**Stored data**
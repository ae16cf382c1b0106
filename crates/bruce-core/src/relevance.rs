//! Scores completed tasks by how useful they are as background for another task.

use std::collections::BTreeSet;

use regex::Regex;

use crate::task::Task;

pub const SAME_PHASE_SCORE: u32 = 10;
pub const KEYWORD_SCORE: u32 = 2;
pub const DIRECT_DEPENDENCY_SCORE: u32 = 15;
pub const SHARED_DEPENDENCY_SCORE: u32 = 3;
pub const DEFAULT_LIMIT: usize = 5;

const STOP_WORDS: [&str; 11] = [
    "the", "a", "an", "and", "or", "for", "to", "in", "of", "with", "from",
];

#[derive(Debug, Clone)]
pub struct ScoredTask<'a> {
    pub task: &'a Task,
    pub score: u32,
}

/// Lowercased word tokens of `text` minus stop words.
pub fn keywords(text: &str) -> BTreeSet<String> {
    let re = Regex::new(r"\w+").expect("regex");
    re.find_iter(&text.to_lowercase())
        .map(|m| m.as_str().to_string())
        .filter(|word| !STOP_WORDS.contains(&word.as_str()))
        .collect()
}

pub fn score(target: &Task, candidate: &Task) -> u32 {
    let mut score = 0;
    if candidate.phase == target.phase {
        score += SAME_PHASE_SCORE;
    }
    let target_words = keywords(&target.description);
    let candidate_words = keywords(&candidate.description);
    score += KEYWORD_SCORE * target_words.intersection(&candidate_words).count() as u32;
    if target.depends_on.iter().any(|dep| *dep == candidate.id) {
        score += DIRECT_DEPENDENCY_SCORE;
    }
    let target_deps: BTreeSet<&str> = target.depends_on.iter().map(String::as_str).collect();
    let shared = candidate
        .depends_on
        .iter()
        .map(String::as_str)
        .collect::<BTreeSet<_>>()
        .intersection(&target_deps)
        .count() as u32;
    score += SHARED_DEPENDENCY_SCORE * shared;
    score
}

/// Completed tasks other than the target with a positive score, best first.
///
/// Ties keep the order of `tasks`.
pub fn score_candidates<'a>(tasks: &'a [Task], target: &Task) -> Vec<ScoredTask<'a>> {
    let mut scored: Vec<ScoredTask<'a>> = tasks
        .iter()
        .filter(|task| task.id != target.id && task.is_completed())
        .map(|task| ScoredTask {
            task,
            score: score(target, task),
        })
        .filter(|scored| scored.score > 0)
        .collect();
    scored.sort_by(|a, b| b.score.cmp(&a.score));
    scored
}

/// Up to `limit` related tasks for `target_id`. Unknown ids yield nothing.
pub fn find_related<'a>(tasks: &'a [Task], target_id: &str, limit: usize) -> Vec<&'a Task> {
    let Some(target) = tasks.iter().find(|task| task.id == target_id) else {
        return Vec::new();
    };
    score_candidates(tasks, target)
        .into_iter()
        .take(limit)
        .map(|scored| scored.task)
        .collect()
}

**DIRECTIONS FOR THIS TASK**
Copy the entries exactly as they appear.

**RESPONSE TO THE TASK**
repository ae16cf382c1b0106
filename crates/bruce-core/src/relevance.rs
//! Scores completed tasks by how useful they are as background for another task.

use std::collections::BTreeSet;

use regex::Regex;

use crate::task::Task;

pub const SAME_PHASE_SCORE: u32 = 10;
pub const KEYWORD_SCORE: u32 = 2;
pub const DIRECT_DEPENDENCY_SCORE: u32 = 15;
pub const SHARED_DEPENDENCY_SCORE: u32 = 3;
pub const DEFAULT_LIMIT: usize = 5;

const STOP_WORDS: [&str; 11] = [
    "the", "a", "an", "and", "or", "for", "to", "in", "of", "with", "from",
];

#[derive(Debug, Clone)]
pub struct ScoredTask<'a> {
    pub task: &'a Task,
    pub score: u32,
}

/// Lowercased word tokens of `text` minus stop words.
pub fn keywords(text: &str) -> BTreeSet<String> {
    let re = Regex::new(r"\w+").expect("regex");
    re.find_iter(&text.to_lowercase())
        .map(|m| m.as_str().to_string())
        .filter(|word| !STOP_WORDS.contains(&word.as_str()))
        .collect()
}

pub fn score(target: &Task, candidate: &Task) -> u32 {
    let mut score = 0;
    if candidate.phase == target.phase {
        score += SAME_PHASE_SCORE;
    }
    let target_words = keywords(&target.description);
    let candidate_words = keywords(&candidate.description);
    score += KEYWORD_SCORE * target_words.intersection(&candidate_words).count() as u32;
    if target.depends_on.iter().any(|dep| *dep == candidate.id) {
        score += DIRECT_DEPENDENCY_SCORE;
    }
    let target_deps: BTreeSet<&str> = target.depends_on.iter().map(String::as_str).collect();
    let shared = candidate
        .depends_on
        .iter()
        .map(String::as_str)
        .collect::<BTreeSet<_>>()
        .intersection(&target_deps)
        .count() as u32;
    score += SHARED_DEPENDENCY_SCORE * shared;
    score
}

/// Completed tasks other than the target with a positive score, best first.
///
/// Ties keep the order of `tasks`.
pub fn score_candidates<'a>(tasks: &'a [Task], target: &Task) -> Vec<ScoredTask<'a>> {
    let mut scored: Vec<ScoredTask<'a>> = tasks
        .iter()
        .filter(|task| task.id != target.id && task.is_completed())
        .map(|task| ScoredTask {
            task,
            score: score(target, task),
        })
        .filter(|scored| scored.score > 0)
        .collect();
    scored.sort_by(|a, b| b.score.cmp(&a.score));
    scored
}

/// Up to `limit` related tasks for `target_id`. Unknown ids yield nothing.
pub fn find_related<'a>(tasks: &'a [Task], target_id: &str, limit: usize) -> Vec<&'a Task> {
    let Some(target) = tasks.iter().find(|task| task.id == target_id) else {
        return Vec::new();
    };
    score_candidates(tasks, target)
        .into_iter()
        .take(limit)
        .map(|scored| scored.task)
        .collect()
}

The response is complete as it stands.